For at least the last 70 years, presidents have routinely acted first to
permit the entry of people outside normal channels
or to protect large numbers of people from deportation, with
legislation ratifying the executive action coming later.
During
World War II, the Roosevelt administration negotiated a temporary
worker arrangement with the Mexican government, later known as the
Bracero program, an action
Congress ratified a year later. When the authorization expired in 1947,
the Truman administration continued the program until it was
reauthorized in 1951. Before it ended in 1964, millions of workers
entered the United States under the auspices of the Bracero
program, hundreds of thousands under executive—not
legislative—authority. The program was rightly criticized for numerous
labor and human-rights violations, but few questioned the executive
authority it operated under.
After
the war ended, President Truman used his executive authority to permit
250,000 people from Europe to enter or stay in the U.S. outside normal
immigration channels.
It was only three years after this exercise of discretion that Congress
passed the Displaced Persons Act, permitting some 400,000 additional
entries.
In
April 1975, at the end of the Vietnam War, President Ford used parole
authority to authorize the evacuation of 200,000 South Vietnamese to
this country; it was not
until a month later that the Indochina Migration and Refugee Act of
1975 was enacted, providing resettlement funding for 130,000 of those
parolees. Full legislative authorization to resettle those fleeing
Indochina did not come until 1980, when Congress passed
the Refugee Act, resulting in permanent resettlement of 1.4 million
Indochinese in the U.S.. Although most entered as bona fide refugees,
hundreds of thousands were paroled into the country when statutorily
authorized numbers proved inadequate.
But
these broad exercises of discretion were limited to refugees fleeing
wars a long time ago, right? Wrong. Presidents have exercised their
discretion more than 20 times
since the mid-1970s to permit people already in the U.S. from being
deported. Some sought to avoid return to a Soviet bloc country. Iranians
in the 1980s sought protection from the regime that overthrew the shah
and occupied the American Embassy there. Afghans
in the U.S. in the 1980s and 1990s were protected first from the Soviet
puppet state and later from the Taliban. Others would have been
returned to face civil war or natural disasters abroad. Not until 2003,
several decades after the practice of country-specific
relief from deportation was first deployed, did Congress codify the
practice known as "temporary protected status."
The
record also shows that Congress made many executive orders of temporary
relief permanent, often years after the fact. As Fidel Castro took
power in Cuba in 1959, more
than 900,000 Cubans fled to the United States, the vast majority
paroled into the country by Presidents Eisenhower, Kennedy, and Johnson.
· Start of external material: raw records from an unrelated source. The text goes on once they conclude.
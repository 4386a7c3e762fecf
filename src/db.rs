use std::str::FromStr;

use sqlx::{
    sqlite::{SqliteConnectOptions, SqlitePoolOptions},
    FromRow, SqlitePool,
};

use crate::dto::{CountArticleByCategory, SourceByArticle};
use crate::page::{Page, Pageable};

#[derive(Debug, Clone, FromRow)]
pub struct Source {
    pub id: i64,
    pub sid: Option<String>,
    pub name: String,
    pub description: Option<String>,
    pub url: Option<String>,
    pub category: Option<String>,
    pub language: Option<String>,
    pub country: Option<String>,
    pub created_at: Option<String>,
    pub updated_at: Option<String>,
}

#[derive(Debug, Clone, FromRow)]
pub struct Category {
    pub id: i64,
    pub name: String,
    pub memo: Option<String>,
    pub created_at: Option<String>,
    pub updated_at: Option<String>,
}

#[derive(Debug, Clone, FromRow)]
pub struct Article {
    pub id: i64,
    pub source_id: Option<i64>,
    pub category_id: Option<i64>,
    pub author: Option<String>,
    pub title: Option<String>,
    pub description: Option<String>,
    pub url: String,
    pub url_to_image: Option<String>,
    pub published_at: Option<String>,
    pub content: Option<String>,
    pub created_at: Option<String>,
    pub updated_at: Option<String>,
}

/// An article joined with its source and category for display.
#[derive(Debug, Clone, FromRow)]
pub struct ArticleRow {
    pub id: i64,
    pub author: Option<String>,
    pub title: Option<String>,
    pub description: Option<String>,
    pub url: String,
    pub url_to_image: Option<String>,
    pub published_at: Option<String>,
    pub content: Option<String>,
    pub source_sid: Option<String>,
    pub source_name: Option<String>,
    pub source_description: Option<String>,
    pub source_url: Option<String>,
    pub source_category: Option<String>,
    pub source_language: Option<String>,
    pub source_country: Option<String>,
    pub category_name: Option<String>,
}

#[derive(Debug, Clone, Default)]
pub struct NewSource {
    pub sid: Option<String>,
    pub name: String,
    pub description: Option<String>,
    pub url: Option<String>,
    pub category: Option<String>,
    pub language: Option<String>,
    pub country: Option<String>,
}

#[derive(Debug, Clone, Default)]
pub struct NewArticle {
    pub source_id: Option<i64>,
    pub category_id: Option<i64>,
    pub author: Option<String>,
    pub title: Option<String>,
    pub description: Option<String>,
    pub url: String,
    pub url_to_image: Option<String>,
    pub published_at: Option<String>,
    pub content: Option<String>,
}

/// Article column a search matches against.
#[derive(Debug, Clone, Copy, PartialEq, Eq)]
pub enum SearchField {
    Title,
    Description,
    Author,
}

impl SearchField {
    /// Unknown search types fall back to the title.
    pub fn from_search_type(search_type: &str) -> Self {
        match search_type.trim().to_ascii_lowercase().as_str() {
            "description" => SearchField::Description,
            "author" => SearchField::Author,
            _ => SearchField::Title,
        }
    }

    pub fn as_str(&self) -> &'static str {
        match self {
            SearchField::Title => "title",
            SearchField::Description => "description",
            SearchField::Author => "author",
        }
    }

    fn column(&self) -> &'static str {
        match self {
            SearchField::Title => "a.title",
            SearchField::Description => "a.description",
            SearchField::Author => "a.author",
        }
    }
}

const ARTICLE_SELECT: &str = r#"
    SELECT a.id, a.author, a.title, a.description, a.url, a.url_to_image,
           a.published_at, a.content,
           s.sid AS source_sid, s.name AS source_name,
           s.description AS source_description, s.url AS source_url,
           s.category AS source_category, s.language AS source_language,
           s.country AS source_country,
           c.name AS category_name
    FROM article a
    LEFT JOIN source s ON s.id = a.source_id
    LEFT JOIN category c ON c.id = a.category_id
"#;

const ARTICLE_SORT_COLUMNS: &[(&str, &str)] = &[
    ("id", "a.id"),
    ("title", "a.title"),
    ("author", "a.author"),
    ("publishedAt", "a.published_at"),
    ("createdAt", "a.created_at"),
];

const ARTICLE_DEFAULT_ORDER: &str = "a.published_at DESC";

const SOURCE_SORT_COLUMNS: &[(&str, &str)] = &[
    ("id", "id"),
    ("name", "name"),
    ("category", "category"),
    ("language", "language"),
    ("country", "country"),
];

/// Escape `%`, `_` and the escape character itself for a `LIKE ... ESCAPE '\'`.
fn like_pattern(query: &str) -> String {
    let mut escaped = String::with_capacity(query.len() + 2);
    escaped.push('%');
    for c in query.chars() {
        if matches!(c, '%' | '_' | '\\') {
            escaped.push('\\');
        }
        escaped.push(c);
    }
    escaped.push('%');
    escaped
}

pub struct Database {
    pool: SqlitePool,
}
Not until 1966, some seven years after the influx began, was the Cuban
Adjustment Act passed.
In
1980, 130,000 Mariel Cubans and nearly 40,000 Haitians arrived in South
Florida. Most, but not all, of the Cubans were paroled into the U.S. by
President Carter. Haitians
initially were protected from deportation by litigation challenging the
denials of their asylum claims; most of these Haitians, and some Cubans
whose entry had been challenged, eventually received discretionary
"Cuban-Haitian entrant status" in the Reagan
administration. Six years later, the Immigration Reform and Control Act
of 1986 provided lawful permanent resident status for Cuban-Haitian
entrants.
In
1987, Reagan administration Attorney General Edwin Meese directed the
Immigration and Naturalization Service not to deport an estimated
200,000 Nicaraguans in the United
States without authorization, including those whose asylum claims had
been denied. In 1990, President George H.W. Bush instructed his attorney
general to provide "deferred enforced departure" status to an estimated
190,000 Salvadorans fleeing civil war. In
1997, a decade after Meese's initial action, Congress passed
legislation permitting these groups' adjustment to permanent residence.
In
1989, the Bush administration provided DED status to 80,000 Chinese
students in the U.S. who feared returning to the strife that eventually
led to the Tiananmen Square
massacre and later issued an executive order extending their status.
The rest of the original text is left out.